Autism rates among racial minorities in the United States have seen double digit increases in recent years, a new study shows.
Rates for black children now exceed those of whites in most states and rates among Hispanics are growing faster than any other group, according to the study. The study also finds that the prevalence of autism among white youth is ticking up again, after flattening in the mid-2000s.
While some of the increase is due to more awareness and greater detection of the disorder among minority populations, the researchers say other environmental factors are likely at play.
“We found that rates among blacks and Hispanics are not only catching up to those of whites—which have historically been higher—but surpassing them,” says lead author Cynthia Nevison, an atmospheric research scientist with the Institute of Arctic and Alpine Research at the University of Colorado at Boulder. “These results suggest that additional factors beyond just catch-up may be involved.”
Researchers analyzed the most recent data available from the Individuals with Disabilities Education Act (IDEA) and the Autism and Developmental Disabilities Monitoring (ADDM) Network. IDEA tracks prevalence, including information on race, among 3-to-5-year-olds across all 50 states annually. ADDM tracks prevalence among 8-year-olds in 11 states every two years.
The new study found that between birth year 2007 and 2013, autism rates among Hispanics age 3 to 5 rose 73%, while rates among black children that age rose 44% and rates among whites rose 25%. In 30 states, prevalence among black children was higher than among whites by 2012.
In states with “high prevalence,” 1 in 79 whites, 1 in 68 blacks, and 1 in 83 Hispanics born in 2013 received an autism diagnosis by age 3 to 5.
Other states like Colorado fell in a “low-prevalence” category, but the authors caution that differences between states likely reflect differences in how well authorities report cases by age 3 to 5. Further, the real prevalence is substantially higher, as many children are not diagnosed until later in life, researchers say.

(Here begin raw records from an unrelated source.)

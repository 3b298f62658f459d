//! Function commonization.

use cir_ir::{Function, FunctionModifiers};

use super::callable::commonize_callable;
use super::value_params::commonize_value_parameters;
use super::Patched;
use crate::{CommonizeResult, CommonizerContext};

/// Commonize one function per target.
pub fn commonize_function(
    ctx: &CommonizerContext<'_>,
    functions: &[&Function],
) -> CommonizeResult<Patched<Function>> {
    let Some(mut base) = commonize_callable(ctx, functions, false)? else {
        return Ok(None);
    };
    let Some(modifiers) = commonize_modifiers(functions) else {
        return Ok(None);
    };
    let Some(parameters) = commonize_value_parameters(ctx, functions, &mut base.unsafe_numbers)?
    else {
        return Ok(None);
    };

    let function = Function {
        annotations: base.finish_annotations(ctx),
        name: base.name,
        type_parameters: base.type_parameters,
        visibility: base.visibility,
        modality: base.modality,
        containing_class: base.containing_class,
        value_parameters: parameters.parameters,
        has_stable_parameter_names: parameters.has_stable_names,
        extension_receiver: base.extension_receiver,
        return_type: base.return_type,
        kind: base.kind,
        modifiers,
    };
    Ok(Some(Patched {
        declaration: function,
        names_patch: parameters.names_patch,
    }))
}

/// `suspend` must agree; the other modifiers hold only if they hold on
/// every target.
fn commonize_modifiers(functions: &[&Function]) -> Option<FunctionModifiers> {
    let suspend = functions.first()?.modifiers.contains(FunctionModifiers::SUSPEND);
    if functions
        .iter()
        .any(|function| function.modifiers.contains(FunctionModifiers::SUSPEND) != suspend)
    {
        return None;
    }
    Some(
        functions
            .iter()
            .fold(FunctionModifiers::all(), |merged, function| merged & function.modifiers),
    )
}
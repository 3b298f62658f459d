//! Property-based tests for the commonizer laws.
//!
//! 1. Identity: one input commonizes to itself
//! 2. Equal inputs: N identical inputs commonize to that input
//! 3. Lowering visibility does not depend on target order

#![allow(clippy::unwrap_used, clippy::expect_used, reason = "Tests can panic")]
#![allow(
    clippy::redundant_closure_for_method_calls,
    reason = "Proptest macros generate code with these patterns"
)]

use cir_commonizer::lattice::{lower_visibility, VisibilityFact};
use cir_commonizer::{CommonizerContext, CommonizerSettings, TypeCommonizer};
use cir_ir::{
    ClassType, ClassifierIndex, ClassifierResolver, EntityId, StringInterner, Target, TargetTree,
    Type, TypeProjection, Visibility,
};
use proptest::prelude::*;

// -- Strategies --

/// Interner-free description of a type.
#[derive(Clone, Debug)]
enum Shape {
    Class {
        class: usize,
        nullable: bool,
        arguments: Vec<Option<Shape>>,
    },
    Parameter {
        index: u32,
        nullable: bool,
    },
    Flexible(Box<Shape>, Box<Shape>),
}

const CLASSES: [&str; 4] = ["Alpha", "Beta", "Gamma", "Delta"];

fn shape_strategy() -> impl Strategy<Value = Shape> {
    let leaf = prop_oneof![
        (0..CLASSES.len(), any::<bool>()).prop_map(|(class, nullable)| Shape::Class {
            class,
            nullable,
            arguments: Vec::new(),
        }),
        (0..3u32, any::<bool>()).prop_map(|(index, nullable)| Shape::Parameter { index, nullable }),
    ];
    leaf.prop_recursive(4, 24, 3, |inner| {
        prop_oneof![
            3 => (
                0..CLASSES.len(),
                any::<bool>(),
                prop::collection::vec(prop::option::of(inner.clone()), 1..3),
            )
                .prop_map(|(class, nullable, arguments)| Shape::Class {
                    class,
                    nullable,
                    arguments,
                }),
            1 => (inner.clone(), inner)
                .prop_map(|(lower, upper)| Shape::Flexible(Box::new(lower), Box::new(upper))),
        ]
    })
}

fn visibility_strategy() -> impl Strategy<Value = Visibility> {
    prop_oneof![
        Just(Visibility::Public),
        Just(Visibility::Protected),
        Just(Visibility::Internal),
        Just(Visibility::Private),
    ]
}

fn build(shape: &Shape, interner: &StringInterner) -> Type {
    match shape {
        Shape::Class {
            class,
            nullable,
            arguments,
        } => {
            let arguments = arguments
                .iter()
                .map(|argument| match argument {
                    Some(argument) => TypeProjection::invariant(build(argument, interner)),
                    None => TypeProjection::Star,
                })
                .collect();
            let ty = ClassType::new(EntityId::parse("demo", CLASSES[*class], interner))
                .with_arguments(arguments);
            Type::from(if *nullable { ty.nullable() } else { ty })
        }
        Shape::Parameter { index, nullable } => Type::type_parameter(*index, *nullable),
        Shape::Flexible(lower, upper) => {
            Type::flexible(build(lower, interner), build(upper, interner))
        }
    }
}

fn commonize_types(types: &[Type], interner: &StringInterner) -> Option<Type> {
    let targets: Vec<Target> = (0..types.len())
        .map(|i| Target::new(format!("t{i}"), None))
        .collect();
    let tree = TargetTree::default();
    let trees = vec![&tree; types.len()];
    let empty = ClassifierIndex::new();
    let ctx = CommonizerContext::new(
        targets,
        &trees,
        vec![&empty as &dyn ClassifierResolver; types.len()],
        &empty,
        CommonizerSettings::default(),
        interner,
    )
    .expect("inputs line up");
    let refs: Vec<&Type> = types.iter().collect();
    TypeCommonizer::new(&ctx).commonize(&refs).map(|common| common.ty)
}

fn lower(visibilities: &[Visibility]) -> Option<Visibility> {
    let facts: Vec<VisibilityFact> = visibilities
        .iter()
        .map(|&visibility| VisibilityFact {
            visibility,
            is_virtual: false,
        })
        .collect();
    lower_visibility(&facts).expect("lowering never violates its contract")
}

// -- Properties --

proptest! {
    #![proptest_config(ProptestConfig::with_cases(256))]

    #[test]
    fn single_type_commonizes_to_itself(shape in shape_strategy()) {
        let interner = StringInterner::new();
        let ty = build(&shape, &interner);
        prop_assert_eq!(commonize_types(&[ty.clone()], &interner), Some(ty));
    }

    #[test]
    fn identical_types_commonize_to_themselves(shape in shape_strategy(), copies in 2..6usize) {
        let interner = StringInterner::new();
        let ty = build(&shape, &interner);
        prop_assert_eq!(commonize_types(&vec![ty.clone(); copies], &interner), Some(ty));
    }

    #[test]
    fn single_visibility_lowers_to_itself(visibility in visibility_strategy()) {
        let expected = (!visibility.is_private()).then_some(visibility);
        prop_assert_eq!(lower(&[visibility]), expected);
    }

    #[test]
    fn visibility_lowering_is_order_independent(
        (visibilities, shuffled) in prop::collection::vec(visibility_strategy(), 1..6)
            .prop_flat_map(|v| (Just(v.clone()), Just(v).prop_shuffle()))
    ) {
        prop_assert_eq!(lower(&visibilities), lower(&shuffled));
    }
}

#[test]
fn documented_visibility_orders_agree() {
    use Visibility::{Internal, Public};
    assert_eq!(lower(&[Public, Internal, Public]), Some(Internal));
    assert_eq!(lower(&[Internal, Public, Public]), Some(Internal));
}
//! Modality commonization: all targets must agree.

use cir_ir::Modality;

use crate::core::{AssociativeCommonizer, Equality};

pub fn commonize_modality(modalities: &[Modality]) -> Option<Modality> {
    Equality.commonize_all(modalities)
}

“There is no doubt that autism prevalence has increased significantly over the past 10 to 20 years, and based on what we have seen from this larger, more recent dataset it will continue to increase among all race and ethnicity groups in the coming years,” says coauthor Walter Zahorodny, an autism researcher and associate professor of pediatrics at the New Jersey Medical School at Rutgers University.
In 2018, the Centers for Disease Control reported that about 1 in 59 children of all races had an autism diagnosis and that rates had risen 15% overall from the previous two- year period, largely due to better diagnosis and outreach among historically underdiagnosed minority populations.
The new study challenges that explanation.
“Our data contradict the assertion that these increases are mainly due to better awareness among minority children,” says Zahorodny. “If the minority rates are exceeding the white rates, that implies some difference in risk factor, either greater exposure to something in the environment or another trigger.”
Established risk factors associated with autism include advanced parental age, challenges to the immune system during pregnancy, genetic mutations, premature birth, and being a twin or multiple.
The authors say that, based on current research, they cannot pinpoint what other environmental exposures might factor into the increases in autism, but they would like to see more research done in the field.
The study appears in the Journal of Autism and Developmental Disorders.